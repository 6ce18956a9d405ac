//! Stub VirtIO MMIO slots.
//!
//! Eight 4 KiB slots that identify themselves as empty virtio-mmio devices:
//! magic "virt", version 2, vendor "QEMU", device id 0 ("no device"). Guest
//! probe code walks the slots, sees no device, and moves on. Writes are
//! accepted and discarded.

use crate::common::constants::{VIRTIO_BASE, VIRTIO_SIZE, VIRTIO_STRIDE};

/// Slot offset of the magic value register.
const MMIO_MAGIC_VALUE: u32 = 0x000;
/// Slot offset of the version register.
const MMIO_VERSION: u32 = 0x004;
/// Slot offset of the device-id register.
const MMIO_DEVICE_ID: u32 = 0x008;
/// Slot offset of the vendor-id register.
const MMIO_VENDOR_ID: u32 = 0x00c;
/// Slot offset of the status register.
const MMIO_STATUS: u32 = 0x070;

/// Handles a read in the VirtIO window.
pub(crate) fn read(paddr: u32, len: u32) -> Option<u32> {
    let off = paddr - VIRTIO_BASE;
    if off >= VIRTIO_SIZE || len != 4 {
        return None;
    }

    let value = match off % VIRTIO_STRIDE {
        MMIO_MAGIC_VALUE => 0x7472_6976, // "virt"
        MMIO_VERSION => 2,
        MMIO_DEVICE_ID => 0, // no device attached
        MMIO_VENDOR_ID => 0x554d_4551, // "QEMU"
        MMIO_STATUS => 0,
        _ => 0,
    };
    Some(value)
}

/// Handles a write in the VirtIO window; accepted and discarded.
pub(crate) fn write(paddr: u32, len: u32) -> bool {
    let off = paddr - VIRTIO_BASE;
    off < VIRTIO_SIZE && len == 4
}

^^^^^^^^^^^^^^^^

Respond with a number only, please: how many lines in this data include the word "QEMU".

2